#### [Task directions]
Would you go through the records below and copy each line with the string "debug"?

╔══

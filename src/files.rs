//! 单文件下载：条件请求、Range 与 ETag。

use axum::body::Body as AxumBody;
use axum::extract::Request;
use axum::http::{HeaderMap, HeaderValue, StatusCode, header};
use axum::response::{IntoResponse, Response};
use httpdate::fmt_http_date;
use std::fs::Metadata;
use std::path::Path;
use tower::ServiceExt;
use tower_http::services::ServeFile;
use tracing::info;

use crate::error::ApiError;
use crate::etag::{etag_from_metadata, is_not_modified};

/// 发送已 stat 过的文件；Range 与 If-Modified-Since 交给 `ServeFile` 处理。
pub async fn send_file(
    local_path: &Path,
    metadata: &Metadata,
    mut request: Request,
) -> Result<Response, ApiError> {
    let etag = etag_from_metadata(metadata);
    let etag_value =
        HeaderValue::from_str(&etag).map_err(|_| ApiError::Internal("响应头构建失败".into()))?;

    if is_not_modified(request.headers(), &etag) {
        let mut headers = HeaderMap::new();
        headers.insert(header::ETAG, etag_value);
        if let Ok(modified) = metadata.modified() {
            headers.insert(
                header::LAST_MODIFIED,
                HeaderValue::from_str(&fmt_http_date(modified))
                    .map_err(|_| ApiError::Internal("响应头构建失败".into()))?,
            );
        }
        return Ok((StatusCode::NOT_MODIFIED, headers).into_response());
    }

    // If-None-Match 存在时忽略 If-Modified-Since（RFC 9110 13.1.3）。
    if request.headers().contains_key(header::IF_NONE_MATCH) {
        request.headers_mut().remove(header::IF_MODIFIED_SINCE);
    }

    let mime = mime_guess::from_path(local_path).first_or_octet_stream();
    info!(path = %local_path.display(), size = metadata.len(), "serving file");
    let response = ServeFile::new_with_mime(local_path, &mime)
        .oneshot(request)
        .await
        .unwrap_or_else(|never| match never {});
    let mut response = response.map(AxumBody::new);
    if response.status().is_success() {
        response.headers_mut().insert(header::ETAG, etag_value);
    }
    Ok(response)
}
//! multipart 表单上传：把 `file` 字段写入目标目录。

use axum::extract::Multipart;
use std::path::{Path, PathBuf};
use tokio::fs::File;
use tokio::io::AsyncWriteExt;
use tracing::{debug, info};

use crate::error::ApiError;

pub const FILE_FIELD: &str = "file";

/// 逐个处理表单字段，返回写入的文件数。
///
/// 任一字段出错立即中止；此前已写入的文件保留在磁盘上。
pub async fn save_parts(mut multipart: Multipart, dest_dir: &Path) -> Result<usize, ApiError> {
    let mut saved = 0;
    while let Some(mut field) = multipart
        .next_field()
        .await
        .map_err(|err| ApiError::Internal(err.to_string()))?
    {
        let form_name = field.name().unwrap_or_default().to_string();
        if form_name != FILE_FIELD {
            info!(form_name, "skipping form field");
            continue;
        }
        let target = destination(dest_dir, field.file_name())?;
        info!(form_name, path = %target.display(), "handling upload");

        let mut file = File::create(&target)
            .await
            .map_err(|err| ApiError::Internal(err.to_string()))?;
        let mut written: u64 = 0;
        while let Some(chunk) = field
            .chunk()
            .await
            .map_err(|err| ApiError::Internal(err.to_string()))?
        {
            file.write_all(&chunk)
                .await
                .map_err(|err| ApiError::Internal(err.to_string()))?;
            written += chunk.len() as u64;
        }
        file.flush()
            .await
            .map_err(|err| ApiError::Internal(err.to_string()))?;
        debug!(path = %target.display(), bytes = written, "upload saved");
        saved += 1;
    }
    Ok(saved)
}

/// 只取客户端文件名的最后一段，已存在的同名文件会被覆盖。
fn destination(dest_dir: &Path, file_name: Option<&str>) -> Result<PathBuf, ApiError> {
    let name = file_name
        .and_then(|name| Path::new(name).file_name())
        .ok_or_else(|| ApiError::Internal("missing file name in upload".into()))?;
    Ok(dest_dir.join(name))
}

╚══

#### [Answer to the problem]
use tracing::{debug, info};
        debug!(path = %target.display(), bytes = written, "upload saved");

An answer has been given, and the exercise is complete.